After 7., no attempt to send requests to the gRPC server are made (nothing is logged in the anycable-go server and nothing is available in the nginx access log), even if the gRPC servers are started up again. Meanwhile, the client get successful ping messages and can receive broadcasts and through the WS.

If another client gets to subscribe to the same channel they'll either 1) get an error forcing them to reconnect when the gRPC servers are all down or 2) successfully subscribe and perform actions when the gRPC servers are up. The first client will still remain "stuck" however.

Bottom line is that performing actions on a subscription after getting error 502 blocks all new actions from being performed by the anycable-go server for a particular client/subscription.

Could you please give some directions on how to deal with this scenario? One possibility is to 'ack' for actions on the client side and reconnect altogether, but it adds some complexity.

sponomarev commented 5 years ago

Hey @avlazarov! Have you tried to play with grpc_read_timeout configuration? What happens when the default timeout, 60s, passes?

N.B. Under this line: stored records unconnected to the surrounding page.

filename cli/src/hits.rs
//! Formatting of search hits read as JSON lines.

use field_formats::{FieldValue, FormatContext, FormatError, HtmlContentType, Hit, TextContentType};
use serde_json::{Map, Value};

/// Content type selected for the run.
#[derive(Debug, Clone)]
pub enum HitFormatter {
    Html(HtmlContentType),
    Text(TextContentType),
}

impl HitFormatter {
    /// Format every `_source` field of `hit`, keeping source field order.
    pub fn format_hit(&self, hit: &Hit) -> Result<Map<String, Value>, FormatError> {
        let mut out = Map::with_capacity(hit.source.len());
        for (name, raw) in &hit.source {
            let value = FieldValue::from(raw);
            let formatted = match self {
                Self::Html(html) => {
                    let ctx = FormatContext::new().field(name).hit(hit);
                    html.convert(&value, &ctx)
                }
                Self::Text(text) => text.convert(&value),
            }
            .inspect_err(|e| {
                tracing::debug!(field = %name, id = ?hit.id, error = %e, "field conversion failed");
            })?;
            out.insert(name.clone(), Value::String(formatted));
        }
        Ok(out)
    }
}

/// Parse one input line. Blank lines yield `None`.
pub fn parse_hit_line(line: &str) -> Result<Option<Hit>, serde_json::Error> {
    let trimmed = line.trim();
    if trimmed.is_empty() {
        return Ok(None);
    }
    serde_json::from_str::<Hit>(trimmed).map(Some)
}

#[cfg(test)]
#[path = "hits_test.rs"]
mod tests;
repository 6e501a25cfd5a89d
#[doc(hidden)]
pub mod __private229 {
    #[doc(hidden)]
    pub use crate::private::*;
}
use serde_core::__private229 as serde_core_private;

sponomarev commented 5 years ago

I assume that AnycableGo is not aware of you RPC servers went done because nginx still keeps the connection because of the grpc_read_timeout and grpc_send_timeout directives.

palkan commented 5 years ago

I assume that AnycableGo is not aware of you RPC servers went done

As I understood, other clients (new connections) work fine, i.e., gRPC connectivity is restored.

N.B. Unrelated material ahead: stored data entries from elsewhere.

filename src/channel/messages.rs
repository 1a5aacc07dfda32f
//! Transcription channel wire messages
//!
//! Defines the message format for the push-to-talk WebSocket protocol:
//! control and audio frames out, transcription and status events in.

use serde::{Deserialize, Serialize};

/// Messages sent to the transcription service
#[derive(Debug, Serialize)]
#[serde(tag = "type", rename_all = "snake_case")]
pub enum ClientMessage {
    /// Begin a recording cycle
    StartRecording,
    /// One 100 ms chunk of base64-encoded PCM16 audio
    AudioChunk { data: String },
    /// Finalize the stream and request a transcription
    EndRecording,
    /// Discard the stream without transcribing
    CancelRecording,
    /// Periodic keep-alive
    KeepAlive,
}

/// Messages received from the transcription service
#[derive(Debug, Clone, Deserialize)]
#[serde(tag = "type", rename_all = "snake_case")]
pub enum ServerMessage {
    /// Service acknowledged the recording start
    RecordingStarted,
    /// A finished transcription for the cycle
    Transcription {
        text: String,
        confidence: Option<f32>,
        duration_ms: Option<u64>,
    },
    /// The cycle contained no recognizable speech (soft)
    NoSpeech { message: Option<String> },
    /// The cycle was too short to transcribe (soft, silent)
    RecordingTooShort,
    /// Hard service error for the cycle
    Error {
        error_code: Option<String>,
        message: Option<String>,
    },
    /// Keep-alive acknowledgment
    KeepAliveAck,
    /// Catch-all for message types added by the service later
    #[serde(other)]
    Other,
}

impl ServerMessage {
    /// Whether this message terminates a recording cycle
    pub fn is_terminal(&self) -> bool {
        matches!(
            self,
            ServerMessage::Transcription { .. }
                | ServerMessage::NoSpeech { .. }
                | ServerMessage::RecordingTooShort
                | ServerMessage::Error { .. }
        )
    }
}

#[cfg(test)]
mod tests {
    use super::*;

    #[test]
    fn test_start_recording_serialization() {
        let json = serde_json::to_string(&ClientMessage::StartRecording).unwrap();
        assert_eq!(json, r#"{"type":"start_recording"}"#);
    }

    #[test]
    fn test_audio_chunk_serialization() {
        let msg = ClientMessage::AudioChunk {
            data: "base64data".to_string(),
        };
        let json = serde_json::to_string(&msg).unwrap();
        assert!(json.contains("audio_chunk"));
        assert!(json.contains("base64data"));
    }

    #[test]
    fn test_transcription_deserialization() {
        let json = r#"{"type": "transcription", "text": "why was downtime high", "confidence": 0.92, "duration_ms": 1850}"#;
        let msg: ServerMessage = serde_json::from_str(json).unwrap();
        match msg {
            ServerMessage::Transcription {
                text,
                confidence,
                duration_ms,
            } => {
                assert_eq!(text, "why was downtime high");
                assert_eq!(confidence, Some(0.92));
                assert_eq!(duration_ms, Some(1850));
            }
            _ => panic!("Wrong message type"),
        }
    }

    #[test]
    fn test_unknown_type_deserializes_to_other() {
        let json = r#"{"type": "diagnostics_report", "detail": "x"}"#;
        let msg: ServerMessage = serde_json::from_str(json).unwrap();
        assert!(matches!(msg, ServerMessage::Other));
        assert!(!msg.is_terminal());
    }

    #[test]
    fn test_terminal_messages() {
        assert!(ServerMessage::RecordingTooShort.is_terminal());
        assert!(ServerMessage::NoSpeech { message: None }.is_terminal());
        assert!(ServerMessage::Error {
            error_code: None,
            message: None
        }
        .is_terminal());
        assert!(!ServerMessage::RecordingStarted.is_terminal());
        assert!(!ServerMessage::KeepAliveAck.is_terminal());
    }
}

The problem is that the first one, the one that "caught" the broken connection, is getting stuck:

Bottom line is that performing actions on a subscription after getting error 502 blocks all new actions from being performed by the anycable-go server for a particular client/subscription.

@avlazarov Right?

And that's strange: if other clients could successfully perform an action, the first one should do this as well on the next attempt, since they uses the same grpc pool.

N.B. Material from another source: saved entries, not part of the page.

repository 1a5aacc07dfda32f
//! Engine configuration
//!
//! Loaded from an optional `config.toml` in the working directory, with
//! environment variables taking precedence over the file. Missing values
//! fall back to defaults so the engine always starts.

use serde::Deserialize;
use std::fs;
use std::path::Path;
use std::time::Duration;
use tracing::{error, info};

use crate::briefing::DEFAULT_SILENCE_TIMEOUT;

/// Engine configuration
#[derive(Debug, Clone, Deserialize)]
#[serde(default)]
pub struct EngineConfig {
    /// Briefing content generation endpoint
    pub content_url: String,
    /// Follow-up Q&A endpoint
    pub qa_url: String,
    /// Speech-to-text WebSocket endpoint (http(s) or ws(s) scheme)
    pub stt_ws_url: String,
    /// Seconds of silence before a pause point auto-advances
    pub silence_timeout_secs: Option<u64>,
}

impl Default for EngineConfig {
    fn default() -> Self {
        Self {
            content_url: "http://localhost:8080/api/briefing/generate".to_string(),
            qa_url: "http://localhost:8080/api/briefing/qa".to_string(),
            stt_ws_url: "http://localhost:8080/api/stt/stream".to_string(),
            silence_timeout_secs: None,
        }
    }
}

impl EngineConfig {
    /// Load from `config.toml` (if present) and apply environment overrides
    pub fn load() -> Self {
        Self::load_file(Path::new("config.toml")).overridden(|key| std::env::var(key).ok())
    }

    fn load_file(path: &Path) -> Self {
        if !path.exists() {
            info!("No config file found, using defaults");
            return Self::default();
        }
        match fs::read_to_string(path) {
            Ok(contents) => match toml::from_str(&contents) {
                Ok(config) => config,
                Err(e) => {
                    error!("Failed to parse {}: {}", path.display(), e);
                    Self::default()
                }
            },
            Err(e) => {
                error!("Failed to read {}: {}", path.display(), e);
                Self::default()
            }
        }
    }

    /// Apply overrides from an environment-like lookup
    fn overridden(mut self, get: impl Fn(&str) -> Option<String>) -> Self {
        if let Some(url) = get("BRIEFCAST_CONTENT_URL") {
            self.content_url = url;
        }
        if let Some(url) = get("BRIEFCAST_QA_URL") {
            self.qa_url = url;
        }
        if let Some(url) = get("BRIEFCAST_STT_WS_URL") {
            self.stt_ws_url = url;
        }
        if let Some(secs) = get("BRIEFCAST_SILENCE_TIMEOUT_SECS") {
            match secs.parse() {
                Ok(secs) => self.silence_timeout_secs = Some(secs),
                Err(_) => error!("Invalid BRIEFCAST_SILENCE_TIMEOUT_SECS: {}", secs),
            }
        }
        self
    }

    /// Silence countdown duration at pause points
    pub fn silence_timeout(&self) -> Duration {
        self.silence_timeout_secs
            .map(Duration::from_secs)
            .unwrap_or(DEFAULT_SILENCE_TIMEOUT)
    }
}

#[cfg(test)]
mod tests {
    use super::*;

    #[test]
    fn test_defaults_when_file_missing() {
        let config = EngineConfig::load_file(Path::new("/nonexistent/config.toml"));
        assert_eq!(config.silence_timeout(), DEFAULT_SILENCE_TIMEOUT);
        assert!(config.content_url.contains("/briefing/generate"));
    }

    #[test]
    fn test_toml_parse_with_partial_fields() {
        let config: EngineConfig =
            toml::from_str("content_url = \"https://api.example.com/briefing\"\nsilence_timeout_secs = 6\n")
                .unwrap();
        assert_eq!(config.content_url, "https://api.example.com/briefing");
        assert_eq!(config.silence_timeout(), Duration::from_secs(6));
        // Unspecified fields keep their defaults
        assert!(config.qa_url.contains("/briefing/qa"));
    }

    #[test]
    fn test_env_overrides_take_precedence() {
        let config = EngineConfig::default().overridden(|key| match key {
            "BRIEFCAST_QA_URL" => Some("https://qa.example.com".to_string()),
            "BRIEFCAST_SILENCE_TIMEOUT_SECS" => Some("2".to_string()),
            _ => None,
        });
        assert_eq!(config.qa_url, "https://qa.example.com");
        assert_eq!(config.silence_timeout(), Duration::from_secs(2));
        assert!(config.content_url.contains("localhost"));
    }

    #[test]
    fn test_invalid_timeout_override_is_ignored() {
        let config = EngineConfig::default()
            .overridden(|key| (key == "BRIEFCAST_SILENCE_TIMEOUT_SECS").then(|| "soon".to_string()));
        assert_eq!(config.silence_timeout(), DEFAULT_SILENCE_TIMEOUT);
    }
}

avlazarov commented 5 years ago

@palkan Yes, the odd part is that even when the next client makes a series of successful actions, the first one remains stuck. If instead of error 502 I totally shutdown nginx (causing refused connection), anycable-go will perform the operations, print errors but once nginx is back again, the gRPC servers will correctly receive the actions and the client will no longer be stuck.

palkan commented 5 years ago

I'll try to reproduce it locally and come back when I find something.

bibendi commented 4 years ago

I've tried to reproduce it at that simple chat application, but unfortunately (or fortunately) couldn't experience the problem.

palkan commented 4 years ago

@avlazarov Please, take a look the @bibendi 's PR above. We couldn't reproduce the problem. Are we missing something?

avlazarov commented 4 years ago

@palkan Sorry, I can't reproduce it after upgrading from Ubuntu 16.04 to 18.04. It might have been something related to that specific version of Nginx for Ubuntu, or I might have misconfigured something else in Nginx that I have not noticed.